In the notes to the consolidated financial statements made part of Atlantic’s most recent annual report on Form 10-K filed with the Securities and Exchange Commission for the year ended December 31, 2002, Atlantic has disclosed its liability for the tax deficiencies (and interest and penalties on the tax deficiencies) proposed to be assessed against us by the IRS for the taxable years ended December 31, 1991 through 1995, as reflected in each of the First Report and Second Report. We believe, but can provide no assurance, that Atlantic currently has sufficient assets to pay such tax deficiencies, interest and penalties. According to the annual report on Form 10-K filed by Atlantic for its year ended December 31, 2002, Atlantic had net assets on December 31, 2002, of approximately $61.9 million (as determined pursuant to the liquidation basis of accounting). If the amount of tax, interest and penalties assessed against us ultimately exceeds the amounts proposed in each of the First Report and Second Report, however, because interest continues to accrue on the proposed tax deficiencies, or if additional tax deficiencies are proposed or for any other reason, then Atlantic may not have sufficient assets to reimburse us for all amounts we must pay to the IRS, and we would be required to pay the difference out of our own funds. Accordingly, the ultimate resolution of any controversy over tax liabilities covered by the above-described tax agreement may have a material adverse effect on our financial position, results of operations or cash flows, including if we are required to distribute deficiency dividends to our shareholders and/or pay additional taxes, interest and penalties to the IRS in amounts that exceed the value of Atlantic’s net assets. Moreover, the IRS may assess us with taxes that Atlantic is not required under the above-described tax agreement to pay, such as taxes arising from the recently-commenced examination of us for the taxable years ended December 31, 1996, and 1997, and of our subsidiary partnership for the taxable years ended December 31, 1997, 1998 and 1999. There can be no assurance, therefore, that the IRS will not assess us with substantial taxes, interest and penalties which Atlantic cannot, is not required to, or otherwise does not pay.

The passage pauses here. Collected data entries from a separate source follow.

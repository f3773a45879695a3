use super::{
    advance, comma_list, current_span, expect_ident, expect_symbol, expected, invalid,
    is_type_name, match_keyword, match_symbol, matches_symbol, peek_keyword, peek_symbol,
};
use crate::lexer::{Keyword, Token, TokenKind};
use crate::parser::items::{parse_param, parse_type};
use crate::parser::pattern::parse_pattern;
use rill_core::ast::{
    Expr, ExprAsync, ExprAwait, ExprBinOp, ExprBlock, ExprIf, ExprIndex, ExprInvoke, ExprKind,
    ExprList, ExprMap, ExprMatch, ExprMethod, ExprSelect, ExprStruct, ExprTry, ExprTuple,
    ExprUnOp, ExprVariant, ExprWith, FieldInit, FunctionDecl, FunctionId, LetStmt, Literal,
    MatchArm, PExpr, Stmt,
};
use rill_core::ops::{BinOpKind, UnOpKind};
use rill_core::span::Span;
use std::rc::Rc;
use std::str::FromStr;
use winnow::ModalResult;

pub fn parse_expr(input: &mut &[Token]) -> ModalResult<PExpr> {
    parse_expr_prec(input, 0)
}

#[derive(Debug, Clone, Copy)]
enum BinaryOp {
    Pipe,
    Bin(BinOpKind),
}

const PIPE_PRECEDENCE: u8 = 1;

fn peek_binop(input: &[Token]) -> Option<(u8, BinaryOp, Span)> {
    let token = input.first()?;
    if token.kind != TokenKind::Symbol {
        return None;
    }
    if token.lexeme == "|>" {
        return Some((PIPE_PRECEDENCE, BinaryOp::Pipe, token.span));
    }
    let op = BinOpKind::from_str(&token.lexeme).ok()?;
    Some((op.precedence(), BinaryOp::Bin(op), token.span))
}

pub(crate) fn parse_expr_prec(input: &mut &[Token], min_prec: u8) -> ModalResult<PExpr> {
    let mut left = parse_prefix(input)?;
    loop {
        let Some((prec, op, span)) = peek_binop(input) else {
            break;
        };
        if prec < min_prec {
            break;
        }
        advance(input);
        let right = parse_expr_prec(input, prec + 1)?;
        left = match op {
            BinaryOp::Pipe => pipe_into(left, right),
            BinaryOp::Bin(op) => Expr::new(
                ExprBinOp {
                    op,
                    lhs: left,
                    rhs: right,
                },
                span,
            )
            .into_ptr(),
        };
    }
    Ok(left)
}

/// `x |> f(a)` is `f(x, a)`; `x |> f` is `f(x)`.
fn pipe_into(value: PExpr, target: PExpr) -> PExpr {
    let span = target.span;
    let invoke = match &target.kind {
        ExprKind::Invoke(invoke) => ExprInvoke {
            callee: invoke.callee.clone(),
            args: std::iter::once(value)
                .chain(invoke.args.iter().cloned())
                .collect(),
        },
        _ => ExprInvoke {
            callee: target,
            args: vec![value],
        },
    };
    Expr::new(invoke, span).into_ptr()
}

fn parse_prefix(input: &mut &[Token]) -> ModalResult<PExpr> {
    let span = current_span(input);
    if match_symbol(input, "-") {
        let operand = parse_prefix(input)?;
        return Ok(negate(operand, span));
    }
    if match_symbol(input, "!") {
        let operand = parse_prefix(input)?;
        return Ok(Expr::new(
            ExprUnOp {
                op: UnOpKind::Not,
                operand,
            },
            span,
        )
        .into_ptr());
    }
    if match_keyword(input, Keyword::Await) {
        // `await f(x)?` applies `?` to the awaited value.
        let operand = if peek_keyword(input, Keyword::Await) {
            parse_prefix(input)?
        } else {
            let atom = parse_atom(input)?;
            parse_postfix(input, atom, false)?
        };
        let awaited = Expr::new(ExprAwait { future: operand }, span).into_ptr();
        return parse_postfix(input, awaited, true);
    }
    let atom = parse_atom(input)?;
    parse_postfix(input, atom, true)
}

fn negate(operand: PExpr, span: Span) -> PExpr {
    let kind: ExprKind = match &operand.kind {
        ExprKind::Value(Literal::Int(v)) => Literal::Int(v.wrapping_neg()).into(),
        ExprKind::Value(Literal::Float(v)) => Literal::Float(-v).into(),
        _ => ExprUnOp {
            op: UnOpKind::Neg,
            operand,
        }
        .into(),
    };
    Expr::new(kind, span).into_ptr()
}

fn parse_postfix(input: &mut &[Token], mut expr: PExpr, allow_try: bool) -> ModalResult<PExpr> {
    loop {
        if match_symbol(input, "(") {
            let args = comma_list(input, ")", parse_expr)?;
            let span = expr.span;
            expr = Expr::new(ExprInvoke { callee: expr, args }, span).into_ptr();
            continue;
        }
        if match_symbol(input, ".") {
            let Some(token) = input.first().cloned() else {
                return expected(input, "field name");
            };
            let field = match token.kind {
                TokenKind::Ident | TokenKind::Int => token.lexeme,
                _ => return expected(input, "field name"),
            };
            advance(input);
            if token.kind == TokenKind::Ident && match_symbol(input, "(") {
                let args = comma_list(input, ")", parse_expr)?;
                expr = Expr::new(
                    ExprMethod {
                        receiver: expr,
                        method: field,
                        args,
                    },
                    token.span,
                )
                .into_ptr();
            } else {
                expr = Expr::new(
                    ExprSelect {
                        target: expr,
                        field,
                    },
                    token.span,
                )
                .into_ptr();
            }
            continue;
        }
        if peek_symbol(input, "[") {
            let span = current_span(input);
            advance(input);
            let index = parse_expr(input)?;
            expect_symbol(input, "]")?;
            expr = Expr::new(
                ExprIndex {
                    target: expr,
                    index,
                },
                span,
            )
            .into_ptr();
            continue;
        }
        if allow_try && peek_symbol(input, "?") {
            let span = current_span(input);
            advance(input);
            expr = Expr::new(ExprTry { expr }, span).into_ptr();
            continue;
        }
        if peek_keyword(input, Keyword::With) {
            let span = current_span(input);
            advance(input);
            expect_symbol(input, "{")?;
            let fields = comma_list(input, "}", parse_field_init)?;
            expr = Expr::new(
                ExprWith {
                    target: expr,
                    fields,
                },
                span,
            )
            .into_ptr();
            continue;
        }
        break;
    }
    Ok(expr)
}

In connection with the development and expansion of various shopping centers as of March 31, 2003, we have entered into agreements for construction costs of approximately $1,618.
We are currently involved in certain litigation arising in the ordinary course of business. We believe that this litigation will not have a material adverse effect on our consolidated financial statements.
9. Subsequent Event
On May 7, 2003, we purchased Publix at River Crossing shopping center, located in New Port Richey, Florida, for $7,150. The purchase price was comprised of $2,989 in cash and the assumption of $4,161 fixed rate mortgage debt, interest at 6.7%. The purchase price will be allocated to the assets acquired and liabilities assumed based on their fair market values.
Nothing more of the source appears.